What is Disaster Risk Transfer (Insurance)?

Disaster risk transfer is an ex-ante (pre-arranged) risk-financing approach in which the financial burden of a possible disaster is shifted, for a premium, to a third party such as an insurer, reinsurer or capital market. Instead of waiting for a disaster and then scrambling for relief funds, the exposed party — a farmer, a firm or a state government — locks in a contracted payout.
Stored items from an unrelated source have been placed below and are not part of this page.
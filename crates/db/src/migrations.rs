use sqlx::migrate::{MigrateError, Migrator};

use crate::DbPool;

pub static MIGRATOR: Migrator = sqlx::migrate!("../../migrations");

pub async fn run_pending(pool: &DbPool) -> Result<(), MigrateError> {
    MIGRATOR.run(pool).await
}
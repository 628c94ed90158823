pub mod booking;
pub mod message;
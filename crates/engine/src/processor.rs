//! Turn processing boundary. The engine does not understand language; it
//! hands an aggregated turn to a [`TurnProcessor`] and routes the computed
//! reply through winner arbitration so a client never sees more than one
//! answer per turn. Processor and delivery calls run with no lock held.

use async_trait::async_trait;
use tracing::warn;

use bookline_core::domain::message::{
    ClaimOutcome, InboundEvent, QueuedMessage, QueuedMessageId, SubmitOutcome,
};
use bookline_core::errors::CoordinatorError;

use crate::coordinator::MessageCoordinator;

/// Computes a reply for one aggregated turn. Implementations typically call
/// a language-model service and the slot allocator.
#[async_trait]
pub trait TurnProcessor: Send + Sync {
    async fn process(&self, message: &QueuedMessage) -> anyhow::Result<String>;
}

/// Sends a winning reply back through the originating channel.
#[async_trait]
pub trait ReplyDelivery: Send + Sync {
    async fn deliver(&self, project_id: &str, client_id: &str, reply: &str) -> anyhow::Result<()>;
}

/// How one inbound event ended.
#[derive(Clone, Debug, PartialEq, Eq)]
pub enum TurnOutcome {
    /// Retried delivery of an already-handled turn; nothing happened.
    Skipped,
    /// This turn won arbitration and its reply went out.
    Delivered { item_id: QueuedMessageId, reply: String },
    /// A newer turn superseded this one; the computed reply was dropped.
    Discarded { item_id: QueuedMessageId },
    /// Processing failed; the item was cancelled.
    Failed { item_id: QueuedMessageId, error: String },
}

/// Drives one turn end to end: submit, process, claim, deliver.
pub struct TurnDriver<P, D> {
    coordinator: MessageCoordinator,
    processor: P,
    delivery: D,
}

impl<P, D> TurnDriver<P, D>
where
    P: TurnProcessor,
    D: ReplyDelivery,
{
    pub fn new(coordinator: MessageCoordinator, processor: P, delivery: D) -> Self {
        Self { coordinator, processor, delivery }
    }

    pub fn coordinator(&self) -> &MessageCoordinator {
        &self.coordinator
    }

    pub async fn run_turn(&self, event: InboundEvent) -> Result<TurnOutcome, CoordinatorError> {
        let message = match self.coordinator.submit(event).await? {
            SubmitOutcome::Skipped => return Ok(TurnOutcome::Skipped),
            SubmitOutcome::Queued(message) => message,
        };
        self.coordinator.mark_processing(&message.id).await?;

        let reply = match self.processor.process(&message).await {
            Ok(reply) => reply,
            Err(error) => {
                self.coordinator.mark_failed(&message.id).await?;
                return Ok(TurnOutcome::Failed {
                    item_id: message.id,
                    error: error.to_string(),
                });
            }
        };

        match self.coordinator.claim_winner(&message.id).await? {
            ClaimOutcome::Win => {
                if let Err(error) = self
                    .delivery
                    .deliver(&message.project_id, &message.client_id, &reply)
                    .await
                {
                    warn!(
                        event_name = "turn.delivery_failed",
                        item_id = %message.id,
                        error = %error,
                        "reply delivery failed after winning arbitration"
                    );
                }
                Ok(TurnOutcome::Delivered { item_id: message.id, reply })
            }
            ClaimOutcome::Lose => Ok(TurnOutcome::Discarded { item_id: message.id }),
        }
    }
}

/// Stand-in processor that echoes the aggregated turn text. Useful while a
/// real language-model integration is wired up, and in tests.
#[derive(Clone, Copy, Debug, Default)]
pub struct EchoTurnProcessor;

#[async_trait]
impl TurnProcessor for EchoTurnProcessor {
    async fn process(&self, message: &QueuedMessage) -> anyhow::Result<String> {
        Ok(format!("received: {}", message.aggregated_text))
    }
}

/// Delivery for channels where the reply travels back in the webhook response
/// itself, so there is nothing to push.
#[derive(Clone, Copy, Debug, Default)]
pub struct NoopDelivery;

#[async_trait]
impl ReplyDelivery for NoopDelivery {
    async fn deliver(&self, _project_id: &str, _client_id: &str, _reply: &str) -> anyhow::Result<()> {
        Ok(())
    }
}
The UNDRR frames it as part of a comprehensive risk-management strategy to reduce and prevent economic losses, and the Sendai Framework 2015-2030 (Priority 3) explicitly calls for disaster risk transfer, insurance and risk-sharing mechanisms.

Key Instruments

Disaster risk financing distinguishes between risk retention (reserves, contingency funds, contingent credit) and risk transfer. The main transfer instruments are:

InstrumentHow it worksIndian example
Indemnity insurancePays the assessed actual lossGeneral property/crop cover
Parametric insurancePays on a predefined trigger (e.g., rainfall mm), not assessed damageNagaland parametric scheme
ReinsuranceInsurers transfer part of their risk to reinsurersSwiss Re, Munich Re, GIC Re
Catastrophe (CAT) bondsTransfers risk to capital-market investorsNot yet sovereign-issued by India
Sovereign risk poolsCountries pool and diversify risk jointlyIndia not yet a member

Significance for India

India is exposed to floods, cyclones, earthquakes, drought and landslides, with economic losses rising due to growth and rapid urbanisation. Swiss Re estimates uninsured losses of ~USD 32.94 billion against only ~USD 1.10 billion insured during 2018-22 (about 93% uninsured). Closing this protection gap shifts the fiscal load away from the SDRF/NDRF and reactive relief, gives governments and citizens faster, more predictable recovery funds, and reduces the developmental setback each disaster causes.

Current Status

  • Pradhan Mantri Fasal Bima Yojana (PMFBY) — India's flagship crop-insurance scheme, launched 13 January 2016 — is the largest disaster risk-transfer programme. Since inception up to 30 June 2025, about 78.4 crore farmer applications were insured and roughly ₹1.83 lakh crore in claims paid (Govt. of India / PIB data). Farmers pay 2% (Kharif), 1.5% (Rabi) and 5% (commercial/horticultural) of the sum insured; governments subsidise the balance.
  • Nagaland became the first Indian state to adopt parametric disaster insurance, piloting cover from 2021-23 (Tata AIG as insurer, Swiss Re as reinsurer) for excess-rainfall flooding, structured across six zones with stepped payouts. The scheme was later renewed with SBI General (reinsured by Munich Re and GIC Re), and the state processed its first parametric claim in 2025.

UPSC Angle

For Prelims, remember the distinction between parametric and indemnity cover and Nagaland's pioneer status. For Mains GS3, use risk transfer to argue for shifting India's disaster financing from reactive relief toward pre-arranged, market-based resilience — while flagging challenges such as low risk awareness, weak hazard data and underwriting capacity. It is a foundational concept underpinning questions on disaster management, agricultural distress and climate-adaptation finance.